On Monday, I was really thirsty, and asked for some water. I tried a few sips, and it made my stomach hurt, but it did stay down. Monday evening, I started bleeding very heavily, and cramping pretty badly. I had a feeling then that something was wrong, but they gave me pain medication, and I went right to sleep. When I woke up Tuesday morning, I felt 100 times better - no nausea, no pain. They had me scheduled for an ultrasound that morning. Steve had been planning to go to work that day, but he decided to wait until after the ultrasound. Alissa was there, and Steve's cousin's wife also.
They wheeled me over to ultrasound, and Steve came with me, as well as my nurse, since I was still on insulin, and she had to keep an eye on it. The tech started the ultrasound, and the silence in the room was deafening. No heartbeat this time. No one said anything for a long time.
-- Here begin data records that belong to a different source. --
//! C3: Message bus — bounded per-agent queues with delivery timeout and
//! cancellation, plus broadcast aggregation into a single delivery report.

use crate::registry::AgentRegistry;
use crate::topology::Topology;
use crate::types::{AgentId, CommunicationError, Message};
use dashmap::DashMap;
use std::sync::atomic::{AtomicU64, Ordering};
use std::sync::Arc;
use tokio::sync::mpsc;
use tokio_util::sync::CancellationToken;
use tracing::{debug, warn};

/// Outcome of a broadcast: who received it and how many deliveries failed.
#[derive(Debug, Clone, Default)]
pub struct BroadcastReport {
    pub delivered: Vec<AgentId>,
    pub failed: usize,
}

/// Bounded, in-process message bus. One `mpsc` channel per registered agent;
/// broadcasts fan out sequentially against the topology's routing targets,
/// sorted by descending agent score so higher-scored agents are favored when
/// a queue is near capacity.
pub struct MessageBus {
    queues: DashMap<AgentId, mpsc::Sender<Message>>,
    capacity: usize,
    broadcast_count: AtomicU64,
}

impl MessageBus {
    pub fn new(capacity: usize) -> Self {
        Self {
            queues: DashMap::new(),
            capacity,
            broadcast_count: AtomicU64::new(0),
        }
    }

    pub fn register_agent(&self, id: AgentId) -> mpsc::Receiver<Message> {
        let (tx, rx) = mpsc::channel(self.capacity);
        self.queues.insert(id, tx);
        rx
    }

    pub fn unregister_agent(&self, id: AgentId) {
        self.queues.remove(&id);
    }

    pub fn broadcast_count(&self) -> u64 {
        self.broadcast_count.load(Ordering::Relaxed)
    }

    /// Deliver to a single recipient, respecting `message_timeout` and
    /// cancellation.
    pub async fn send_direct(
        &self,
        to: AgentId,
        message: Message,
        timeout: std::time::Duration,
        cancel: &CancellationToken,
    ) -> Result<(), CommunicationError> {
        let sender = self
            .queues
            .get(&to)
            .map(|e| e.value().clone())
            .ok_or(CommunicationError::QueueFull { agent_id: to })?;

        tokio::select! {
            biased;
            _ = cancel.cancelled() => Err(CommunicationError::ShuttingDown),
            result = tokio::time::timeout(timeout, sender.send(message)) => {
                match result {
                    Ok(Ok(())) => Ok(()),
                    Ok(Err(_)) => Err(CommunicationError::QueueFull { agent_id: to }),
                    Err(_) => Err(CommunicationError::Timeout { agent_id: to }),
                }
            }
        }
    }

    /// Route a message to every target the topology permits from `message.from`,
    /// ordered by descending registry score. Failures are aggregated into a
    /// single report rather than aborting the broadcast.
    pub async fn broadcast(
        &self,
        topology: &Topology,
        registry: &AgentRegistry,
        message: Message,
        timeout: std::time::Duration,
        cancel: &CancellationToken,
    ) -> Result<BroadcastReport, CommunicationError> {
        let mut targets = topology
            .targets(message.from)
            .map_err(|_| CommunicationError::DeliveryFailures(1))?;

        targets.sort_by(|a, b| {
            let score_of = |id: &AgentId| registry.get(*id).map(|a| a.score).unwrap_or(0.0);
            score_of(b)
                .partial_cmp(&score_of(a))
                .unwrap_or(std::cmp::Ordering::Equal)
        });

        self.broadcast_count.fetch_add(1, Ordering::Relaxed);

        let mut report = BroadcastReport::default();
        for target in targets {
            match self
                .send_direct(target, message.clone(), timeout, cancel)
                .await
            {
                Ok(()) => report.delivered.push(target),
                Err(CommunicationError::ShuttingDown) => return Err(CommunicationError::ShuttingDown),
                Err(e) => {
                    warn!(agent_id = %target, error = %e, "broadcast delivery failed");
                    report.failed += 1;
                }
            }
        }

        debug!(
            delivered = report.delivered.len(),
            failed = report.failed,
            "broadcast complete"
        );
        Ok(report)
    }
}

impl Default for MessageBus {
    fn default() -> Self {
        Self::new(1000)
    }
}
//! Crate-wide error taxonomy.
//!
//! Each component owns a scoped `thiserror` enum; `EngineError` folds them
//! all together via `#[from]` so callers that don't care about the specific
//! subsystem can propagate with a single `?`.

use super::AgentId;
use thiserror::Error;

/// Top-level error returned by orchestrator-facing operations.
#[derive(Error, Debug, Clone)]
pub enum EngineError {
    #[error("configuration error: {0}")]
    Configuration(#[from] ConfigError),

    #[error("registry error: {0}")]
    Registry(#[from] RegistryError),

    #[error("topology error: {0}")]
    Topology(#[from] TopologyError),

    #[error("communication error: {0}")]
    Communication(#[from] CommunicationError),

    #[error("phase error: {0}")]
    Phase(#[from] PhaseError),

    #[error("planner error: {0}")]
    Planner(#[from] PlannerError),

    #[error("gate error: {0}")]
    Gate(#[from] GateError),

    #[error("provenance error: {0}")]
    Provenance(#[from] ProvenanceError),

    #[error("sandbox error: {0}")]
    Sandbox(#[from] SandboxError),

    #[error("invoker error: {0}")]
    Invoker(#[from] InvokerError),

    #[error("debate cancelled")]
    Cancelled,

    #[error("internal error: {0}")]
    Internal(String),
}

#[derive(Error, Debug, Clone)]
pub enum ConfigError {
    #[error("invalid configuration: {0}")]
    Invalid(String),

    #[error("insufficient agents: need at least {min}, got {actual}")]
    InsufficientAgents { min: usize, actual: usize },

    #[error("too many agents: allow at most {max}, got {actual}")]
    TooManyAgents { max: usize, actual: usize },

    #[error("unknown topology kind: {0}")]
    UnknownTopology(String),
}

#[derive(Error, Debug, Clone)]
pub enum RegistryError {
    #[error("agent not found: {agent_id}")]
    AgentNotFound { agent_id: AgentId },
}

#[derive(Error, Debug, Clone)]
pub enum TopologyError {
    #[error("agent not found: {agent_id}")]
    AgentNotFound { agent_id: AgentId },

    #[error("topology has no agents")]
    Empty,

    #[error("routing failed: sender {0} is not registered")]
    RoutingFailed(AgentId),
}

#[derive(Error, Debug, Clone)]
pub enum CommunicationError {
    #[error("{0} delivery failures")]
    DeliveryFailures(usize),

    #[error("message queue full for agent {agent_id}")]
    QueueFull { agent_id: AgentId },

    #[error("delivery timed out for agent {agent_id}")]
    Timeout { agent_id: AgentId },

    #[error("bus is shut down")]
    ShuttingDown,
}

#[derive(Error, Debug, Clone)]
pub enum PhaseError {
    #[error("all agents failed in phase {phase}")]
    AllAgentsFailed { phase: String },

    #[error("global debate timeout elapsed")]
    GlobalTimeout,

    #[error("debate cancelled")]
    Cancelled,
}

#[derive(Error, Debug, Clone)]
pub enum PlannerError {
    #[error("no baseline recorded for phase {0}")]
    NoBaseline(String),
}

#[derive(Error, Debug, Clone)]
pub enum GateError {
    #[error("approval request not found: {0}")]
    NotFound(String),

    #[error("approval request not pending: {0}")]
    NotPending(String),

    #[error("approval gate cancelled: {0}")]
    Cancelled(String),
}

#[derive(Error, Debug, Clone)]
pub enum ProvenanceError {
    #[error("session not found: {0}")]
    SessionNotFound(String),
}

#[derive(Error, Debug, Clone)]
pub enum InvokerError {
    #[error("provider not found: {0}")]
    ProviderNotFound(String),

    #[error("provider call failed: {0}")]
    ProviderCallFailed(String),

    #[error("invocation cancelled")]
    Cancelled,
}

#[derive(Error, Debug, Clone)]
pub enum SandboxError {
    #[error("no valid tests generated")]
    NoValidTests,

    #[error("execution timeout")]
    Timeout,

    #[error("no container runtime available (docker or podman)")]
    NoRuntime,

    #[error("sandbox process failed: {0}")]
    ProcessFailed(String),
}

#[cfg(test)]
mod tests {
    use super::*;

    #[test]
    fn error_messages_are_non_empty() {
        let errs: Vec<EngineError> = vec![
            EngineError::Cancelled,
            EngineError::Internal("boom".into()),
            EngineError::Configuration(ConfigError::InsufficientAgents { min: 2, actual: 1 }),
            EngineError::Gate(GateError::NotPending("abc".into())),
        ];
        for e in errs {
            assert!(!e.to_string().is_empty());
        }
    }
}
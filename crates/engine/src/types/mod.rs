//! Core identifiers and shared data structures for the debate engine.

use serde::{Deserialize, Serialize};
use std::time::{Duration, SystemTime};
use uuid::Uuid;

pub mod agent;
pub mod debate;
pub mod error;
pub mod message;

pub use agent::*;
pub use debate::*;
pub use error::*;
pub use message::*;

/// Unique identifier for agents.
#[derive(Debug, Clone, Copy, PartialEq, Eq, Hash, Serialize, Deserialize)]
pub struct AgentId(pub Uuid);

impl AgentId {
    pub fn new() -> Self {
        Self(Uuid::new_v4())
    }
}

impl Default for AgentId {
    fn default() -> Self {
        Self::new()
    }
}

impl std::fmt::Display for AgentId {
    fn fmt(&self, f: &mut std::fmt::Formatter<'_>) -> std::fmt::Result {
        write!(f, "{}", self.0)
    }
}

/// Unique identifier for messages.
#[derive(Debug, Clone, Copy, PartialEq, Eq, Hash, Serialize, Deserialize)]
pub struct MessageId(pub Uuid);

impl MessageId {
    pub fn new() -> Self {
        Self(Uuid::new_v4())
    }
}

impl Default for MessageId {
    fn default() -> Self {
        Self::new()
    }
}

impl std::fmt::Display for MessageId {
    fn fmt(&self, f: &mut std::fmt::Formatter<'_>) -> std::fmt::Result {
        write!(f, "{}", self.0)
    }
}

/// Unique identifier for a debate.
#[derive(Debug, Clone, Copy, PartialEq, Eq, Hash, Serialize, Deserialize)]
pub struct DebateId(pub Uuid);

impl DebateId {
    pub fn new() -> Self {
        Self(Uuid::new_v4())
    }
}

impl Default for DebateId {
    fn default() -> Self {
        Self::new()
    }
}

impl std::fmt::Display for DebateId {
    fn fmt(&self, f: &mut std::fmt::Formatter<'_>) -> std::fmt::Result {
        write!(f, "{}", self.0)
    }
}

/// Unique identifier for a provenance/audit session.
#[derive(Debug, Clone, Copy, PartialEq, Eq, Hash, PartialOrd, Ord, Serialize, Deserialize)]
pub struct SessionId(pub Uuid);

impl SessionId {
    pub fn new() -> Self {
        Self(Uuid::new_v4())
    }
}

impl Default for SessionId {
    fn default() -> Self {
        Self::new()
    }
}

impl std::fmt::Display for SessionId {
    fn fmt(&self, f: &mut std::fmt::Formatter<'_>) -> std::fmt::Result {
        write!(f, "{}", self.0)
    }
}

/// Unique identifier for an approval gate request.
#[derive(Debug, Clone, Copy, PartialEq, Eq, Hash, Serialize, Deserialize)]
pub struct GateRequestId(pub Uuid);

impl GateRequestId {
    pub fn new() -> Self {
        Self(Uuid::new_v4())
    }
}

impl Default for GateRequestId {
    fn default() -> Self {
        Self::new()
    }
}

impl std::fmt::Display for GateRequestId {
    fn fmt(&self, f: &mut std::fmt::Formatter<'_>) -> std::fmt::Result {
        write!(f, "{}", self.0)
    }
}

/// Debate phases, in protocol order.
#[derive(Debug, Clone, Copy, PartialEq, Eq, Hash, Serialize, Deserialize)]
#[serde(rename_all = "snake_case")]
pub enum Phase {
    Dehallucination,
    SelfEvolvement,
    Proposal,
    Critique,
    Review,
    Optimization,
    Adversarial,
    Convergence,
}

impl Phase {
    /// The full ordered protocol sequence.
    pub const SEQUENCE: [Phase; 8] = [
        Phase::Dehallucination,
        Phase::SelfEvolvement,
        Phase::Proposal,
        Phase::Critique,
        Phase::Review,
        Phase::Optimization,
        Phase::Adversarial,
        Phase::Convergence,
    ];

    /// Phases that must be implemented and cannot pass through silently.
    pub const CORE: [Phase; 5] = [
        Phase::Proposal,
        Phase::Critique,
        Phase::Review,
        Phase::Optimization,
        Phase::Convergence,
    ];

    pub fn is_core(&self) -> bool {
        Self::CORE.contains(self)
    }

    /// The phase that follows this one in the sequence, `None` after convergence.
    pub fn next(&self) -> Option<Phase> {
        let idx = Self::SEQUENCE.iter().position(|p| p == self)?;
        Self::SEQUENCE.get(idx + 1).copied()
    }

    pub fn as_str(&self) -> &'static str {
        match self {
            Phase::Dehallucination => "dehallucination",
            Phase::SelfEvolvement => "self_evolvement",
            Phase::Proposal => "proposal",
            Phase::Critique => "critique",
            Phase::Review => "review",
            Phase::Optimization => "optimization",
            Phase::Adversarial => "adversarial",
            Phase::Convergence => "convergence",
        }
    }
}

impl std::fmt::Display for Phase {
    fn fmt(&self, f: &mut std::fmt::Formatter<'_>) -> std::fmt::Result {
        write!(f, "{}", self.as_str())
    }
}

/// Clamp a floating point value into `[0, 1]`.
pub fn clamp01(v: f64) -> f64 {
    v.clamp(0.0, 1.0)
}

/// Wall-clock timestamp helper, kept as `SystemTime` so entries compare with
/// `Duration` arithmetic the way the audit trail's `duration` field expects.
pub fn now() -> SystemTime {
    SystemTime::now()
}

/// Convenience conversion used across the crate when a `Duration` needs to be
/// expressed as milliseconds for delta scoring.
pub fn duration_ms(d: Duration) -> f64 {
    d.as_secs_f64() * 1000.0
}
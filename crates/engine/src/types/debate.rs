//! Debate-scoped data carried through one run of the phase machine.

use super::{AgentId, AgentRole, Phase};
use serde::{Deserialize, Serialize};
use std::time::{Duration, SystemTime};

/// The topic and constraints a debate is run against. Passed by value into
/// every agent invocation, augmented with the phase results accumulated so
/// far.
#[derive(Debug, Clone, Serialize, Deserialize)]
pub struct DebateContext {
    pub topic: String,
    pub context: String,
    pub requirements: Vec<String>,
    pub current_phase: Phase,
    pub round: u32,
    pub phase_results: Vec<PhaseResult>,
}

impl DebateContext {
    pub fn new(topic: impl Into<String>) -> Self {
        Self {
            topic: topic.into(),
            context: String::new(),
            requirements: Vec::new(),
            current_phase: Phase::Dehallucination,
            round: 0,
            phase_results: Vec::new(),
        }
    }

    pub fn with_context(mut self, context: impl Into<String>) -> Self {
        self.context = context.into();
        self
    }

    pub fn with_requirements(mut self, requirements: Vec<String>) -> Self {
        self.requirements = requirements;
        self
    }
}

/// One agent's response within a single phase invocation.
#[derive(Debug, Clone, Serialize, Deserialize)]
pub struct AgentResponse {
    pub agent_id: AgentId,
    pub role: AgentRole,
    pub provider: String,
    pub model: String,
    pub content: String,
    pub confidence: f64,
    pub score: f64,
    pub latency: Duration,
    pub arguments: Vec<String>,
    pub criticisms: Vec<String>,
    pub suggestions: Vec<String>,
    pub timestamp: SystemTime,
}

/// The outcome of running one phase for one round. Phase results are
/// append-only per debate.
#[derive(Debug, Clone, Serialize, Deserialize)]
pub struct PhaseResult {
    pub phase: Phase,
    pub round: u32,
    pub responses: Vec<AgentResponse>,
    pub consensus_level: f64,
    pub key_insights: Vec<String>,
    pub duration: Duration,
}

impl PhaseResult {
    /// Mean response confidence across all responses in this phase; `0.0`
    /// when there were none.
    pub fn mean_confidence(&self) -> f64 {
        if self.responses.is_empty() {
            return 0.0;
        }
        self.responses.iter().map(|r| r.confidence).sum::<f64>() / self.responses.len() as f64
    }
}

/// Final outcome returned by the orchestrator for one debate.
#[derive(Debug, Clone, Serialize, Deserialize)]
pub struct DebateResult {
    pub success: bool,
    pub final_phase: Phase,
    pub rounds_completed: u32,
    pub phase_results: Vec<PhaseResult>,
    pub final_consensus: f64,
    pub error: Option<String>,
}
Finally, the tech said she had bad news. The baby was gone. Deep inside, I knew it already, I had known it since the night before, but hearing it was still a shock. I didn't know what to do or say. I wanted to say something to Steve, but I had no words. I was stunned. We cried a little, but it really had not sunk in yet. We were taken back to my room, and I couldn't look at anyone in the room, I knew I would lose it. Finally, Alissa asked if everything was okay, and all I could do was shake my head no. And I cried again.
I'll add more later about what happened afterwards, but I think that's all I can handle right now.